Recently released documents obtained from the Chinese Government show what a pivotal role technologies involving data and artificial intelligence are playing in this mass scale repression and ethnic and religious forced assimilation. That iFlytek is involved in supplying technology to the police of the Xinjiang region, where the Uyghur people live, is not speculation but rather well evidenced and documented. Mass surveillance technology has assisted the Government to identify tens of thousands of people recommended for interrogation or detention in just one week.
Massey signed a funding agreement with iFlytek in 2017, a chinese artificial intelligence company worth around $15 billion. The arrangement involves the company funding the salary of an academic who splits their time working at Massey and at iFlytek.

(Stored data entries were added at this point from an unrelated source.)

//! Worker pool scheduler
//!
//! Drives a run's worker tasks over the durable queue until the queue
//! drains, a limit fires, or the run is paused. All coordination goes
//! through the store: workers claim items atomically and observe pause
//! and cancel requests between claims.

use crate::crawler::extractor::{extract_links, extract_title};
use crate::fetch::{FetchError, PageFetcher};
use crate::recorder::Recorder;
use crate::storage::{QueueItemRecord, QueueStore, RunRecord, RunStatus};
use crate::{KumoError, Result};
use std::sync::atomic::{AtomicBool, AtomicU32, Ordering};
use std::sync::{Arc, Mutex};
use std::time::Duration;
use url::Url;

/// A run fails once it accumulates more than this many failed pages
pub const MAX_RUN_FAILURES: u32 = 10;

/// How long an idle worker waits before re-polling the queue
const POLL_DELAY: Duration = Duration::from_millis(250);

/// Ignored-link samples logged per page
const IGNORED_SAMPLE: usize = 20;

/// Shared state of one run's worker pool
struct CrawlContext {
    store: Arc<QueueStore>,
    fetcher: Arc<dyn PageFetcher>,
    recorder: Recorder,
    run_id: i64,
    max_depth: u32,
    max_pages: u32,
    /// Completed pages, seeded from the store so resume counts prior work
    processed: AtomicU32,
    /// Failed pages, same seeding
    failed: AtomicU32,
    /// Items currently claimed by this process's workers
    in_flight: AtomicU32,
    /// Set when a limit fires; workers stop claiming
    stopped: AtomicBool,
    /// First fatal reason, reported to the caller on a failed run
    fail_reason: Mutex<Option<String>>,
}

impl CrawlContext {
    fn fail_run(&self, reason: &str) {
        self.stopped.store(true, Ordering::SeqCst);
        {
            let mut slot = self.fail_reason.lock().unwrap();
            if slot.is_none() {
                *slot = Some(reason.to_string());
            }
        }
        if let Err(e) = self.store.update_run_status(self.run_id, RunStatus::Failed) {
            tracing::error!(run_id = self.run_id, "Failed to mark run failed: {}", e);
        }
        match self.store.cancel_remaining(self.run_id, reason) {
            Ok(canceled) => {
                self.recorder.error(
                    reason,
                    serde_json::json!({ "canceled_items": canceled }),
                );
            }
            Err(e) => {
                tracing::error!(run_id = self.run_id, "Failed to cancel queue: {}", e);
            }
        }
    }

    async fn process_item(&self, item: QueueItemRecord) -> Result<()> {
        let run = self.store.get_run(self.run_id)?;
        match self.fetcher.fetch(&item.url, &run.settings).await {
            Ok(page) => {
                self.handle_success(&run, &item, page.status_code, page.final_url, &page.body)
            }
            Err(e) => self.handle_failure(&item, e),
        }
    }

    fn handle_success(
        &self,
        run: &RunRecord,
        item: &QueueItemRecord,
        status_code: u16,
        final_url: Option<String>,
        body: &str,
    ) -> Result<()> {
        let final_url = final_url.unwrap_or_else(|| item.url.clone());
        let title = extract_title(body);

        let recorded = self.store.record_success(
            item.id,
            body,
            status_code,
            Some(&final_url),
            title.as_deref(),
        )?;
        if !recorded {
            // canceled while in flight
            return Ok(());
        }

        let page_url = Url::parse(&final_url)
            .or_else(|_| Url::parse(&item.url))
            .map_err(KumoError::UrlParse)?;
        let links = extract_links(body, &page_url, run);

        let mut enqueued = 0;
        if item.depth < self.max_depth && !links.included.is_empty() {
            enqueued = self
                .store
                .enqueue_links(self.run_id, &item.url, &links.included, item.depth + 1)?;
        }

        self.recorder.info(
            "Page crawled",
            serde_json::json!({
                "url": item.url,
                "depth": item.depth,
                "status": status_code,
                "links_found": links.all.len(),
                "enqueued": enqueued,
            }),
        );

        if item.depth == 0 && !links.ignored.is_empty() {
            let sample: Vec<&String> = links.ignored.iter().take(IGNORED_SAMPLE).collect();
            self.recorder.debug(
                "Links outside crawl scope",
                serde_json::json!({
                    "url": item.url,
                    "ignored": links.ignored.len(),
                    "sample": sample,
                }),
            );
        }

        let processed = self.processed.fetch_add(1, Ordering::SeqCst) + 1;
        if processed >= self.max_pages && !self.stopped.swap(true, Ordering::SeqCst) {
            let canceled = self.store.cancel_remaining(self.run_id, "Page limit reached")?;
            self.recorder.info(
                "Page limit reached",
                serde_json::json!({
                    "max_pages": self.max_pages,
                    "canceled_items": canceled,
                }),
            );
        }
        Ok(())
    }

    fn handle_failure(&self, item: &QueueItemRecord, error: FetchError) -> Result<()> {
        let recorded = self.store.record_failure(item.id, &error.to_payload())?;
        if !recorded {
            return Ok(());
        }

        self.recorder.warn(
            "Page failed",
            serde_json::json!({
                "url": item.url,
                "depth": item.depth,
                "error": error.to_payload(),
            }),
        );

        let failed = self.failed.fetch_add(1, Ordering::SeqCst) + 1;
        if failed > MAX_RUN_FAILURES {
            self.fail_run("Too many failed requests");
        }
        Ok(())
    }
}

async fn worker_loop(ctx: Arc<CrawlContext>) -> Result<()> {
    loop {
        if ctx.stopped.load(Ordering::SeqCst) {
            return Ok(());
        }
        // pause and external cancel are observed between claims
        let run = ctx.store.get_run(ctx.run_id)?;
        if run.status != RunStatus::Running {
            return Ok(());
        }

        // counted before the claim so an idle sibling never observes a
        // claimed item outside in_flight
        ctx.in_flight.fetch_add(1, Ordering::SeqCst);
        let claimed = ctx.store.claim_next(ctx.run_id);
        match claimed {
            Ok(Some(item)) => {
                let outcome = ctx.process_item(item).await;
                ctx.in_flight.fetch_sub(1, Ordering::SeqCst);
                outcome?;
            }
            Ok(None) => {
                ctx.in_flight.fetch_sub(1, Ordering::SeqCst);
                let stats = ctx.store.stats(ctx.run_id)?;
                // processing rows orphaned by a dead process don't count;
                // finalization settles them
                if stats.pending == 0 && ctx.in_flight.load(Ordering::SeqCst) == 0 {
                    return Ok(());
                }
                // a sibling's claim may still spawn new links
                tokio::time::sleep(POLL_DELAY).await;
            }
            Err(e) => {
                ctx.in_flight.fetch_sub(1, Ordering::SeqCst);
                return Err(e.into());
            }
        }
    }
}

/// Runs a run's worker pool to completion and finalizes the run record.
///
/// Returns the run's final status. A run that ends `failed` surfaces as
/// [`KumoError::RunFailed`]; a pause is a normal return.
pub(crate) async fn run_scheduler(
    store: Arc<QueueStore>,
    fetcher: Arc<dyn PageFetcher>,
    run_id: i64,
) -> Result<RunStatus> {
    let run = store.get_run(run_id)?;
    let stats = store.stats(run_id)?;

    let ctx = Arc::new(CrawlContext {
        store: store.clone(),
        fetcher,
        recorder: Recorder::new(store.clone(), run_id),
        run_id,
        max_depth: run.max_depth,
        max_pages: run.max_pages,
        processed: AtomicU32::new(stats.completed as u32),
        failed: AtomicU32::new(stats.failed as u32),
        in_flight: AtomicU32::new(0),
        stopped: AtomicBool::new(false),
        fail_reason: Mutex::new(None),
    });

    let workers: Vec<_> = (0..run.concurrency.max(1))
        .map(|_| tokio::spawn(worker_loop(ctx.clone())))
        .collect();

    let mut worker_error = None;
    for worker in workers {
        let outcome = match worker.await {
            Ok(outcome) => outcome,
            Err(e) => Err(KumoError::Worker(e.to_string())),
        };
        if let Err(e) = outcome {
            if worker_error.is_none() {
                worker_error = Some(e);
            }
        }
    }

    // cleanup runs on every exit path, including worker errors
    if let Some(error) = worker_error {
        if let Err(e) = ctx.store.cancel_remaining(run_id, &error.to_string()) {
            tracing::error!(run_id, "Failed to cancel queue after worker error: {}", e);
        }
        if let Err(e) = ctx.store.update_run_status(run_id, RunStatus::Failed) {
            tracing::error!(run_id, "Failed to mark run failed: {}", e);
        }
        ctx.recorder
            .error("Crawl aborted", serde_json::json!({ "error": error.to_string() }));
        return Err(error);
    }

    finalize(&ctx)
}

/// Settles the run record once all workers have exited.
fn finalize(ctx: &CrawlContext) -> Result<RunStatus> {
    let run = ctx.store.get_run(ctx.run_id)?;

    match run.status {
        // leave the queue intact so resume picks up where we stopped
        RunStatus::Paused => {
            let stats = ctx.store.stats(ctx.run_id)?;
            ctx.recorder.info(
                "Run paused",
                serde_json::json!({
                    "completed": stats.completed,
                    "pending": stats.pending,
                }),
            );
            Ok(RunStatus::Paused)
        }
        RunStatus::Failed => {
            let reason = ctx
                .fail_reason
                .lock()
                .unwrap()
                .clone()
                .unwrap_or_else(|| "Run failed".to_string());
            Err(KumoError::RunFailed {
                run_id: ctx.run_id,
                reason,
            })
        }
        RunStatus::Canceled => Ok(RunStatus::Canceled),
        _ => {
            // drained queue or page limit: settle leftovers and the verdict
            ctx.store.cancel_remaining(ctx.run_id, "run ended")?;
            let stats = ctx.store.stats(ctx.run_id)?;
            if stats.completed > 0 {
                ctx.store.update_run_status(ctx.run_id, RunStatus::Completed)?;
                ctx.recorder.info(
                    "Crawl finished",
                    serde_json::json!({
                        "completed": stats.completed,
                        "failed": stats.failed,
                        "canceled": stats.canceled,
                    }),
                );
                Ok(RunStatus::Completed)
            } else {
                let reason = "No pages completed".to_string();
                ctx.store.update_run_status(ctx.run_id, RunStatus::Failed)?;
                ctx.recorder.error(&reason, serde_json::json!({ "failed": stats.failed }));
                Err(KumoError::RunFailed {
                    run_id: ctx.run_id,
                    reason,
                })
            }
        }
    }
}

The New Zealand Government has joined more than 20 countries in an official letter condemning the Chinese Government's treatment of the Uyghur people. Human Rights Watch has published an extensive reports exposing the complicity of iFlytek in the violence against the Uyghurs. The US has blacklisted the company. MBIE alerted Massey to the blacklisting “so it could consider any implications for itself”, but Massey has not responded.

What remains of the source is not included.